Francisco Javier Torres-Gómez*

Pathology Unit, Biothecnology Department, High Resolution Hospital. Utrera. Sevilla. Spain

*Address for Correspondence: Francisco Javier Torres-Gómez, Pathology Unit, Biothecnology Department, High Resolution Hospital, Avda, Brigadas Internacionales s/n 41710. Utrera, Sevilla, Spain, Tel: 34+629344869; Email: javiertorresgomez@yahoo.es

 

It is the dart that penetrates deep into my soul, every time I see with my own eyes how the incidence of cancer has grown in recent years. I am a pathologist. I am dedicated to diagnosing the disease from the cellular and tissue point of view. The answer to the question that haunts me may seem easy, simple, but I am not satisfied with knowing that advances in technology make it possible to diagnose a greater number of entities, many of them in early stages [1]. Of course, this statement is true. However, in recent years we have verified a greater number of cases with aggressive phenotypes, a fact that makes us ask ourselves certain questions. The first one is: Why?

We know that cancer is a multifactorial disease in which genetics and different environmental factors participate. Are we witnessing the concurrence of factors that facilitate the greatest degree of neoplasms? Are habits the cause of this paradigm shift? On the table for debate is the therapeutic success of new strategies, of new drugs, of new algorithms, but the morphology is also changing. This change is exacerbated in the times of pandemic that we have lived through [2]. Pathologists attend a number of cancer diagnoses that have grown exponentially, as has the histological grade, not the staging, of it. And the initial question remains in the air, why?

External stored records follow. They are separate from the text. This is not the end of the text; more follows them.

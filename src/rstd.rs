//! The `rstd` archive codec (format spec §4.7): bundles many `rpkg` blobs
//! into one standard-library archive with a sorted, contiguous directory.
//!
//! Unlike `rpkg`, an archive carries no content-addressed sections of its
//! own — it is a flat directory plus concatenated opaque blobs, so encode
//! and decode are both single straight-line passes rather than the
//! multi-section bookkeeping `write`/`read` need.

use crate::arch::Architecture;
use crate::error::{Error, Result};
use crate::primitive::{Reader, Writer};
use crate::{ALIGN, FORMAT_VERSION, RSTD_MAGIC};

/// One archive directory entry: a member package's path and where its
/// `rpkg` blob lives in the archive.
#[derive(Debug, Clone, PartialEq, Eq)]
pub struct ArchiveEntry {
    pub path: String,
    /// File-local byte offset where this member's `rpkg` blob begins.
    pub data_offset: u64,
    /// Length in bytes of this member's `rpkg` blob.
    pub data_len: u64,
}

/// One member to encode into an archive: a path and its already-encoded
/// `rpkg` bytes.
#[derive(Debug, Clone, PartialEq, Eq)]
pub struct ArchiveMember {
    pub path: String,
    pub data: Vec<u8>,
}

/// Encodes a sorted-by-path `rstd` archive from a set of already-encoded
/// `rpkg` member blobs.
pub struct ArchiveEncoder {
    architecture: Architecture,
}

impl ArchiveEncoder {
    pub fn new(architecture: Architecture) -> Self {
        ArchiveEncoder { architecture }
    }

    /// Encodes `members` into a complete `rstd` archive. Members are sorted
    /// by path; a duplicate path is rejected.
    pub fn encode(&self, members: &[ArchiveMember]) -> Result<Vec<u8>> {
        let mut sorted: Vec<&ArchiveMember> = members.iter().collect();
        sorted.sort_by(|a, b| a.path.cmp(&b.path));
        for pair in sorted.windows(2) {
            if pair[0].path == pair[1].path {
                return Err(Error::MalformedArchiveDirectory(
                    "duplicate member path in archive input",
                ));
            }
        }

        let mut entry_records: Vec<(u16, Vec<u8>)> = Vec::with_capacity(sorted.len());
        for member in &sorted {
            if member.path.len() > u16::MAX as usize {
                return Err(Error::RecordTooLarge {
                    what: "archive member path",
                    len: member.path.len(),
                });
            }
            entry_records.push((member.path.len() as u16, member.path.as_bytes().to_vec()));
        }

        let directory_len = Self::directory_len(&entry_records);
        let header_len = Self::header_len();
        let mut data_offset = (header_len + directory_len) as u64;

        let mut offsets = Vec::with_capacity(sorted.len());
        for member in &sorted {
            offsets.push(data_offset);
            data_offset += member.data.len() as u64;
        }

        let mut w = Writer::new();
        w.write_u32(RSTD_MAGIC);
        w.write_u8(self.architecture.to_byte());
        w.write_u8(FORMAT_VERSION);
        if sorted.len() > u16::MAX as usize {
            return Err(Error::RecordTooLarge {
                what: "archive member count",
                len: sorted.len(),
            });
        }
        w.write_u16(sorted.len() as u16);

        for (member, &offset) in sorted.iter().zip(&offsets) {
            w.write_u16(member.path.len() as u16);
            w.write_bytes(member.path.as_bytes());
            w.pad_to(ALIGN * 2); // pad the path to an 8-byte boundary
            w.write_u64(offset);
            w.write_u64(member.data.len() as u64);
        }

        debug_assert_eq!(w.len(), header_len + directory_len);

        let mut out = w.into_bytes();
        for member in &sorted {
            out.extend_from_slice(&member.data);
        }
        Ok(out)
    }

    fn header_len() -> usize {
        4 + 1 + 1 + 2
    }

    fn directory_len(entries: &[(u16, Vec<u8>)]) -> usize {
        entries
            .iter()
            .map(|(_, path)| crate::primitive::align_up(2 + path.len(), ALIGN * 2) + 16)
            .sum()
    }
}

/// A decoded, validated view over one `rstd` archive.
pub struct ArchiveDecoder<'data> {
    data: &'data [u8],
    architecture: Architecture,
    version: u8,
    entries: Vec<ArchiveEntry>,
}

impl<'data> ArchiveDecoder<'data> {
    /// Parses and validates `data` as a complete `rstd` archive (format spec
    /// §4.7 decode checks).
    pub fn new(data: &'data [u8]) -> Result<ArchiveDecoder<'data>> {
        let mut r = Reader::new(data);
        let magic = r.read_u32()?;
        if magic != RSTD_MAGIC {
            return Err(Error::BadMagic {
                expected: RSTD_MAGIC,
                found: magic,
            });
        }
        let architecture = Architecture::from_byte(r.read_u8()?)?;
        let version = r.read_u8()?;
        if version != FORMAT_VERSION {
            return Err(Error::UnknownVersion(version));
        }
        let num_packages = r.read_u16()?;
        if num_packages == 0 {
            return Err(Error::MalformedArchiveDirectory(
                "archive declares zero packages",
            ));
        }

        let mut entries = Vec::with_capacity(num_packages as usize);
        for _ in 0..num_packages {
            let path_len = r.read_u16()? as usize;
            let path_bytes = r.read_bytes(path_len)?.to_vec();
            let path = String::from_utf8(path_bytes).map_err(|_| {
                Error::MalformedArchiveDirectory("member path is not valid utf-8")
            })?;

            let unpadded = 2 + path_len;
            let padded = crate::primitive::align_up(unpadded, ALIGN * 2);
            let pad_len = padded - unpadded;
            let padding = r.read_bytes(pad_len)?;
            if padding.iter().any(|&b| b != 0) {
                return Err(Error::NonZeroPadding {
                    section: "rstd directory",
                    offset: r.position() as u64,
                });
            }

            let data_offset = r.read_u64()?;
            let data_len = r.read_u64()?;
            entries.push(ArchiveEntry {
                path,
                data_offset,
                data_len,
            });
        }

        let directory_end = r.position() as u64;
        let mut expected_offset = directory_end;
        for (index, entry) in entries.iter().enumerate() {
            if entry.data_offset != expected_offset {
                return Err(Error::MalformedArchiveDirectory(if index == 0 {
                    "first entry's offset does not equal the directory end"
                } else {
                    "archive directory is not contiguous"
                }));
            }
            expected_offset += entry.data_len;
        }
        if expected_offset != data.len() as u64 {
            return Err(Error::MalformedArchiveDirectory(
                "last entry's offset + length does not equal the file size",
            ));
        }

        for pair in entries.windows(2) {
            if pair[0].path >= pair[1].path {
                return Err(Error::MalformedArchiveDirectory(
                    "archive directory is not sorted by path, or contains a duplicate",
                ));
            }
        }

        Ok(ArchiveDecoder {
            data,
            architecture,
            version,
            entries,
        })
    }

    pub fn architecture(&self) -> Architecture {
        self.architecture
    }

    pub fn version(&self) -> u8 {
        self.version
    }

    /// The archive's directory, sorted by path.
    pub fn list(&self) -> &[ArchiveEntry] {
        &self.entries
    }

    /// The raw `rpkg` byte blob for `entry` (typically one previously
    /// returned by [`ArchiveDecoder::list`]).
    pub fn extract(&self, entry: &ArchiveEntry) -> &'data [u8] {
        let start = entry.data_offset as usize;
        let end = start + entry.data_len as usize;
        &self.data[start..end]
    }
}

#[cfg(test)]
mod tests {
    use super::*;

    fn member(path: &str, data: &[u8]) -> ArchiveMember {
        ArchiveMember {
            path: path.to_string(),
            data: data.to_vec(),
        }
    }

    #[test]
    fn round_trips_three_packages_sorted_and_contiguous() {
        let members = vec![
            member("c", b"third-package-bytes"),
            member("a", b"first"),
            member("b", b"second-package"),
        ];
        let encoder = ArchiveEncoder::new(Architecture::X86_64);
        let encoded = encoder.encode(&members).unwrap();

        let decoder = ArchiveDecoder::new(&encoded).unwrap();
        let list = decoder.list();
        assert_eq!(list.len(), 3);
        assert_eq!(
            list.iter().map(|e| e.path.as_str()).collect::<Vec<_>>(),
            vec!["a", "b", "c"]
        );

        for pair in list.windows(2) {
            assert_eq!(pair[0].data_offset + pair[0].data_len, pair[1].data_offset);
        }

        assert_eq!(decoder.extract(&list[0]), b"first");
        assert_eq!(decoder.extract(&list[1]), b"second-package");
        assert_eq!(decoder.extract(&list[2]), b"third-package-bytes");
    }

    #[test]
    fn rejects_zero_packages() {
        let mut w = Writer::new();
        w.write_u32(RSTD_MAGIC);
        w.write_u8(Architecture::X86_64.to_byte());
        w.write_u8(FORMAT_VERSION);
        w.write_u16(0);
        let bytes = w.into_bytes();
        assert!(matches!(
            ArchiveDecoder::new(&bytes).unwrap_err(),
            Error::MalformedArchiveDirectory(_)
        ));
    }

    #[test]
    fn rejects_duplicate_member_path() {
        let members = vec![member("dup", b"one"), member("dup", b"two")];
        let encoder = ArchiveEncoder::new(Architecture::X86_64);
        assert!(encoder.encode(&members).is_err());
    }

    #[test]
    fn rejects_bad_magic() {
        let members = vec![member("a", b"x")];
        let encoder = ArchiveEncoder::new(Architecture::X86_64);
        let mut bytes = encoder.encode(&members).unwrap();
        bytes[0] = 0;
        assert!(matches!(
            ArchiveDecoder::new(&bytes).unwrap_err(),
            Error::BadMagic { .. }
        ));
    }

    #[test]
    fn rejects_truncated_archive() {
        let members = vec![member("a", b"hello"), member("b", b"world")];
        let encoder = ArchiveEncoder::new(Architecture::X86_64);
        let bytes = encoder.encode(&members).unwrap();
        let truncated = &bytes[..bytes.len() - 1];
        assert!(ArchiveDecoder::new(truncated).is_err());
    }

    #[test]
    fn single_member_archive_round_trips() {
        let members = vec![member("solo", b"only-one-here")];
        let encoder = ArchiveEncoder::new(Architecture::X86_64);
        let encoded = encoder.encode(&members).unwrap();
        let decoder = ArchiveDecoder::new(&encoded).unwrap();
        assert_eq!(decoder.list().len(), 1);
        assert_eq!(decoder.extract(&decoder.list()[0]), b"only-one-here");
    }
}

The fear of going to the hospital, the fear of self-exploration, the diversion of media attention to topics that arouse greater interest ... may be having a harmful effect on the health of patients [3].

I do not tell anything new, at least nothing that cannot be assumed by analyzing what happens every day in this new world, a world that will soon have to face, if not already, a cut in resources, research and other parameters that will negatively influence the answers to the eternal question: Why?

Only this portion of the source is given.